The audibility range of human ear is 20Hz to 2 kHz. However, the frequency of human speech
varies from 300 Hz to 3400 Hz. Thus according to Nyquist theorem, the sampling rate should be
greater than or equal to 6800 Hz. In telecommunication, the sampling rate is considered to be 8 kHz.
Therefore, Analog-to-Digital converters of mobile phones, sample the signal at a sampling rate of 8
kHz. However, for multimedia applications, the sampling rate is usually much higher. In MP3 songs
that we download, the sampling rate is usually 44100 Hz. This is the reason, why the quality of sound
recorded using a mobile phone is very poor compared to MP3 songs that we download.
1
A. What is Speech Signal
Speech or any sound is basically an acoustic signal that travels through air or any other material
through expansion and compression of the particles. It is hence a pressure wave. A microphone is a
transducer that converts this pressure wave into a voltage signal.
A detailed description of the human speech generation system is beyond the scope of this discussion.

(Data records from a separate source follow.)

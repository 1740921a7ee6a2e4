//! JSON persistence for the host registry
//!
//! The on-disk record is `{"hosts": {"<user id>": ["host", ...]}}`.

use super::HostRegistry;
use crate::models::UserId;
use crate::utils::StoreError;
use serde::{Deserialize, Serialize};
use std::collections::BTreeMap;
use std::path::{Path, PathBuf};
use tokio::sync::Mutex;

/// Persisted shape of the registry
#[derive(Debug, Clone, Default, PartialEq, Eq, Serialize, Deserialize)]
pub struct HostRecord {
    #[serde(default)]
    pub hosts: BTreeMap<UserId, Vec<String>>,
}

/// File-backed store for [`HostRecord`]s
pub struct RegistryStore {
    path: PathBuf,
    write_lock: Mutex<()>,
}

impl RegistryStore {
    pub fn new(path: impl Into<PathBuf>) -> Self {
        Self {
            path: path.into(),
            write_lock: Mutex::new(()),
        }
    }

    pub fn path(&self) -> &Path {
        &self.path
    }

    /// Read the record; a missing file is an empty registry
    pub fn load(&self) -> Result<HostRecord, StoreError> {
        let content = match std::fs::read_to_string(&self.path) {
            Ok(content) => content,
            Err(e) if e.kind() == std::io::ErrorKind::NotFound => {
                tracing::info!("No host data at {}, starting empty", self.path.display());
                return Ok(HostRecord::default());
            }
            Err(source) => {
                return Err(StoreError::Read {
                    path: self.path.clone(),
                    source,
                })
            }
        };

        serde_json::from_str(&content).map_err(|source| StoreError::Malformed {
            path: self.path.clone(),
            source,
        })
    }

    /// Load the record straight into a registry
    pub fn load_registry(&self) -> Result<HostRegistry, StoreError> {
        self.load().map(HostRegistry::from_record)
    }

    /// Write the registry's current state.
    ///
    /// The snapshot is taken under the write lock, so concurrent saves land in
    /// the order their snapshots were taken and the newest state always wins.
    pub async fn save(&self, registry: &HostRegistry) -> Result<(), StoreError> {
        let _guard = self.write_lock.lock().await;
        let record = registry.to_record();
        let json = serde_json::to_string_pretty(&record)?;

        let tmp = self.temp_path();
        tokio::fs::write(&tmp, json)
            .await
            .map_err(|source| StoreError::Write {
                path: tmp.clone(),
                source,
            })?;
        tokio::fs::rename(&tmp, &self.path)
            .await
            .map_err(|source| StoreError::Write {
                path: self.path.clone(),
                source,
            })?;

        tracing::debug!(
            "Saved {} users to {}",
            record.hosts.len(),
            self.path.display()
        );
        Ok(())
    }

    fn temp_path(&self) -> PathBuf {
        let mut tmp = self.path.clone().into_os_string();
        tmp.push(".tmp");
        PathBuf::from(tmp)
    }
}
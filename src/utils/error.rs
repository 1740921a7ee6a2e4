//! Custom error types for the expiry bot
//!
//! Failures of the bot's own plumbing (configuration, persistence, transport)
//! live here as `thiserror` enums. Certificate resolution failures are not
//! errors in this sense: they are carried as [`crate::models::ErrorKind`]
//! values inside an `ExpiryResult` and always end up as a user-facing reply.

use std::path::PathBuf;
use thiserror::Error;

/// Top-level error type for the bot
#[derive(Error, Debug)]
pub enum BotError {
    #[error("Configuration error: {0}")]
    Config(#[from] ConfigError),

    #[error("Host store error: {0}")]
    Store(#[from] StoreError),

    #[error("Transport error: {0}")]
    Transport(#[from] TransportError),

    #[error("Resolver setup failed: {message}")]
    ResolverSetup { message: String },

    #[error("JSON output error: {0}")]
    Json(#[from] serde_json::Error),

    #[error("IO error: {0}")]
    Io(#[from] std::io::Error),
}

/// Configuration loading errors
#[derive(Error, Debug)]
pub enum ConfigError {
    #[error("Configuration file not found: {path}")]
    FileNotFound { path: String },

    #[error("Failed to parse configuration: {message}")]
    ParseError { message: String },

    #[error("Invalid configuration value for {key}: {message}")]
    InvalidValue { key: String, message: String },
}

/// Persistence errors for the host registry
#[derive(Error, Debug)]
pub enum StoreError {
    #[error("Failed to read {path}: {source}")]
    Read {
        path: PathBuf,
        source: std::io::Error,
    },

    #[error("Failed to write {path}: {source}")]
    Write {
        path: PathBuf,
        source: std::io::Error,
    },

    #[error("Malformed host data in {path}: {source}")]
    Malformed {
        path: PathBuf,
        source: serde_json::Error,
    },

    #[error("Failed to encode host data: {0}")]
    Encode(#[from] serde_json::Error),
}

/// Errors raised by a message transport
#[derive(Error, Debug)]
pub enum TransportError {
    #[error("Failed to receive message: {0}")]
    Receive(std::io::Error),

    #[error("Failed to deliver message to {user}: {source}")]
    Send { user: i64, source: std::io::Error },
}

/// Result type alias using BotError
pub type Result<T> = std::result::Result<T, BotError>;
//! Output formatting module
//!
//! Provides:
//! - Expiry sentences sent back to users
//! - JSON export

pub mod json;
pub mod message;

pub use json::print_json;
pub use message::{days_remaining, format_result, format_result_at};
//! Expiry resolution result types

use chrono::{DateTime, Utc};
use thiserror::Error;

/// Why a host's certificate expiry could not be resolved
#[derive(Error, Debug, Clone, PartialEq, Eq)]
pub enum ErrorKind {
    #[error("connection timed out")]
    Timeout,

    #[error("no such host")]
    NoSuchHost,

    #[error("no route to host")]
    NoRoute,

    #[error("{0}")]
    Other(String),
}

impl ErrorKind {
    pub fn other(message: impl Into<String>) -> Self {
        ErrorKind::Other(message.into())
    }
}

/// Outcome of resolving one host: either the earliest certificate expiry or why it failed
#[derive(Debug, Clone, PartialEq, Eq)]
pub enum ExpiryResult {
    Expires(DateTime<Utc>),
    Failed(ErrorKind),
}

impl ExpiryResult {
    /// The resolved expiry timestamp, if resolution succeeded
    pub fn expires_at(&self) -> Option<DateTime<Utc>> {
        match self {
            ExpiryResult::Expires(at) => Some(*at),
            ExpiryResult::Failed(_) => None,
        }
    }

    /// The failure, if resolution failed
    pub fn error(&self) -> Option<&ErrorKind> {
        match self {
            ExpiryResult::Expires(_) => None,
            ExpiryResult::Failed(kind) => Some(kind),
        }
    }

    pub fn is_success(&self) -> bool {
        matches!(self, ExpiryResult::Expires(_))
    }
}

impl From<Result<DateTime<Utc>, ErrorKind>> for ExpiryResult {
    fn from(result: Result<DateTime<Utc>, ErrorKind>) -> Self {
        match result {
            Ok(at) => ExpiryResult::Expires(at),
            Err(kind) => ExpiryResult::Failed(kind),
        }
    }
}

/// One formatted line of a summary, paired with the expiry it was built from
#[derive(Debug, Clone, PartialEq, Eq)]
pub struct SummaryMessage {
    /// `None` when resolution failed; such lines sort after every dated line
    pub expires_at: Option<DateTime<Utc>>,
    pub text: String,
}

However a brief discussion which is inevitable in the context of feature extraction is presented. The
human speech production system is a complex mechanical system. The air exhaled by the lungs is
modulated by various hard and soft tissues initially by the glottal fold and then by the tissues of the
vocal tract such as tongue, lips, jaw, and velum. In Digital Speech Processing, this process is
represented as a discrete time model as shown in figure 1. The system containing the lungs and the
glottal fold comes in the block Excitation Generator. The vocal tract is modeled as a linear system,
which is usually a digital FIR filter. The vocal tract parameters are the parameters of the digital filter.
Fig. 1. Block diagram of speech generation model

Based on the type of the excitation signal, a speech signal can be classified into two major types:
1. Voiced Speech: Voiced sounds are produced by forcing air through the glottis or an opening
between the vocal folds. The excitation is a quasi-stationary impulse train, that is, a signal
whose frequency remain constant for a small amount of time, sometimes referred to as the
stationarity period. Example of voiced speech are vowel sounds as in cat, hear, too etc.

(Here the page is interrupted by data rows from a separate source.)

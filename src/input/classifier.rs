//! Command classification
//!
//! Every string maps to exactly one action. Anything that is not a known
//! command is treated as a hostname to check; garbage simply fails to resolve.

use crate::models::Action;
use regex::Regex;
use std::sync::LazyLock;
use url::Url;

/// `/d`, `/del`, `/delete`, `/r`, `/rem`, `/remove`, then any whitespace.
/// Longer spellings are tried first so `/delete x` never leaves `elete x`.
static DELETE_COMMAND: LazyLock<Regex> = LazyLock::new(|| {
    Regex::new(r"^/(?:delete|del|d|remove|rem|r)\s*").expect("delete command pattern")
});

/// Classify a raw message into an action
pub fn classify(text: &str) -> Action {
    match text {
        "/start" => Action::Help,
        "/list" => Action::List,
        _ => match DELETE_COMMAND.find(text) {
            Some(command) => Action::Delete(sanitize(text[command.end()..].trim_end())),
            None => Action::Check(sanitize(text)),
        },
    }
}

/// Reduce URL-shaped input to its host (plus a non-default port); pass anything else through
pub fn sanitize(input: &str) -> String {
    if !input.starts_with("http") {
        return input.to_string();
    }

    match Url::parse(input) {
        Ok(url) => match (url.host_str(), url.port()) {
            (Some(host), Some(port)) => format!("{}:{}", host, port),
            (Some(host), None) => host.to_string(),
            (None, _) => input.to_string(),
        },
        Err(_) => input.to_string(),
    }
}
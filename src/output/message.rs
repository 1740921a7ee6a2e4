//! Human-readable expiry sentences
//!
//! Bucketing is by whole days remaining, floored, so a certificate that
//! expired two hours ago already reads as "expired yesterday".

use crate::models::{ErrorKind, ExpiryResult};
use chrono::{DateTime, Utc};

const SECONDS_PER_DAY: i64 = 86_400;

/// Whole days from `now` until `expires_at`, rounded towards negative infinity
pub fn days_remaining(expires_at: DateTime<Utc>, now: DateTime<Utc>) -> i64 {
    (expires_at - now).num_seconds().div_euclid(SECONDS_PER_DAY)
}

/// Format a resolution result against the current wall clock
pub fn format_result(host: &str, result: &ExpiryResult) -> String {
    format_result_at(host, result, Utc::now())
}

/// Format a resolution result against a fixed point in time
pub fn format_result_at(host: &str, result: &ExpiryResult, now: DateTime<Utc>) -> String {
    match result {
        ExpiryResult::Expires(expires_at) => format_days(host, days_remaining(*expires_at, now)),
        ExpiryResult::Failed(kind) => format_error(host, kind),
    }
}

fn format_days(host: &str, days: i64) -> String {
    match days {
        d if d > 1 => format!("{} will expire in {} days", host, d),
        1 => format!("{} will expire tomorrow", host),
        0 => format!("{} expires today", host),
        -1 => format!("{} expired yesterday", host),
        d => format!("{} expired {} days ago", host, -d),
    }
}

fn format_error(host: &str, kind: &ErrorKind) -> String {
    match kind {
        ErrorKind::Timeout => format!("Timed out connecting {}", host),
        ErrorKind::NoSuchHost => "No such host.".to_string(),
        ErrorKind::NoRoute => "I don't understand what you typed.".to_string(),
        ErrorKind::Other(cause) => {
            tracing::warn!("Checking {} failed: {}", host, cause);
            "Something went wrong.".to_string()
        }
    }
}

2. Unvoiced Speech: Unvoiced sounds are generated by forming a constriction at some point
along the vocal tract, and forcing air through the constriction to produce turbulence. The
excitation is a random signal. It can be modeled as a White Gaussian Noise. These are
consonant sounds as in ship, key etc.
It can be said that the voiced component of a word is responsible for its tone or shape of the waveform
of the word, whereas the unvoiced section carries the actual meaning. The two waveforms below
correspond to the words CUP and DUCK. Their voiced part is similar so the waveforms are also
similar.
As shown in figure 1 the speech production mechanism is modeled as a cascade combination of an
excitation generator and a digital filter. The excitation of the filter determines the type of speech and
the digital filter simulates the effect of various organs or tissues of the vocal tract on the excitation.

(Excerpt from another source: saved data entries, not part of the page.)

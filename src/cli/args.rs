//! CLI argument definitions using clap

use clap::{Args, Parser, Subcommand, ValueEnum};
use std::path::PathBuf;

#[derive(Parser, Debug)]
#[command(name = "cert-expiry-bot")]
#[command(version)]
#[command(about = "Tracks TLS certificate expiry for each user's hosts", long_about = None)]
#[command(propagate_version = true)]
pub struct Cli {
    #[command(subcommand)]
    pub command: Commands,

    /// Settings file (default: config/default.toml if present)
    #[arg(short, long, global = true, value_name = "FILE")]
    pub config: Option<PathBuf>,

    /// Host data file, overriding the settings file
    #[arg(long, global = true, value_name = "FILE")]
    pub store: Option<PathBuf>,

    /// Per-host deadline in seconds, overriding the settings file
    #[arg(long, global = true, value_name = "SECS")]
    pub deadline: Option<u64>,

    /// Verbose logging
    #[arg(short, long, global = true)]
    pub verbose: bool,

    /// Disable colored output
    #[arg(long, global = true)]
    pub no_color: bool,
}

#[derive(Subcommand, Debug)]
pub enum Commands {
    /// Answer `<user id> <text>` lines from stdin until EOF
    Serve,

    /// Print every user's summary and exit
    Summarize(SummarizeArgs),

    /// Check a single host or URL
    Check(CheckArgs),
}

#[derive(Args, Debug)]
pub struct SummarizeArgs {
    /// Output format
    #[arg(short, long, value_enum, default_value = "plain")]
    pub format: OutputFormat,
}

#[derive(Args, Debug)]
pub struct CheckArgs {
    /// Hostname, host:port or URL
    #[arg(required = true)]
    pub host: String,
}

#[derive(Copy, Clone, Debug, PartialEq, Eq, ValueEnum)]
pub enum OutputFormat {
    /// One block per user
    Plain,
    /// JSON object keyed by user id
    Json,
}

impl std::fmt::Display for OutputFormat {
    fn fmt(&self, f: &mut std::fmt::Formatter<'_>) -> std::fmt::Result {
        match self {
            OutputFormat::Plain => write!(f, "plain"),
            OutputFormat::Json => write!(f, "json"),
        }
    }
}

The parameters of the filter are known as vocal tract parameters. The excitation is either an impulse
train or a random noise based on whether the speech is voiced or unvoiced respectively. Thus figure 1
can be drawn as figure 2.
2

Figure 2: Block diagram of speech generation model for Linear Predictive Analysis
3
B. Short-Time Analysis of Speech Signal
From the above discussion we have seen that the properties of a speech signal remain same only
for a short duration of time. Therefore, any kind of speech processing first requires segmentation of
the speech signal into frames of short duration. The duration for which the properties of a speech
signal remains stationary varies from speaker to speaker. It usually ranges from 15 to 25 milliseconds.
It is a common practice to take the range as 20 milliseconds. If the speech signal is sampled at a rate
of 8 kHz, it implies that there will are 160 samples per frame.
Sometimes to overcome certain difficulties particular to some problem, the speech frames are
overlapped or multiplied with some window function. Such cases are not covered in this tutorial. Such
cases are discussed on the tutorial on “Short Term Spectral and Cepstral Analysis of Speech
Signal”.
C. Features of Speech Signal
Till now we had a brief introduction to the generation and types of speech signal. Now we will come
to feature extractions.
1. Zero-Crossing Rate:
Zero-crossing rate is a measure of frequency of the signal over a small period. It can be
obtained by measuring the number of times the sign of the signal changes and dividing it by
two.

4
Figure 3: Zero crossing
It can be seen that during one period, the signal crosses zero twice. Thus for any frame, the zero-crossing
rate (ZCR) is given by:
ܼܥܴ =
ܰ݋. ݋݂ ܵ݅݃݊ ܥℎܽ݊݃݁ݏ ݅݊ ݐℎ݁ ݂ݎܽ݉݁
ܨݎܽ݉݁ ݀ݑݎܽݐ݅݋݊
(ݏ݁ܿିଵ)
2. Mean Square or Mean Magnitude value:
This is a mean value of the signal for a particular frame ignoring the sign. The mean square value of
the k-th frame is given by:
ܲ௔௩௚(݇) =
1
ܰ
ே௞ାேିଵ
෍ ݔଶ(݊)
௡ୀே௞
; ݇ = 0,1,2,…,
ܮ − 1
ܰ
Similarly, the mean magnitude is given by:
ܣ௔௩௚(݇) =
1
ܰ
ே௞ାேିଵ
෍ |ݔ(݊)|
௡ୀே௞
; ݇ = 0,1,2,…,
ܮ − 1
ܰ
Where, L is the total number of samples in a given audio clip.
Both mean square and mean magnitude carries information about the short time energy of the signal.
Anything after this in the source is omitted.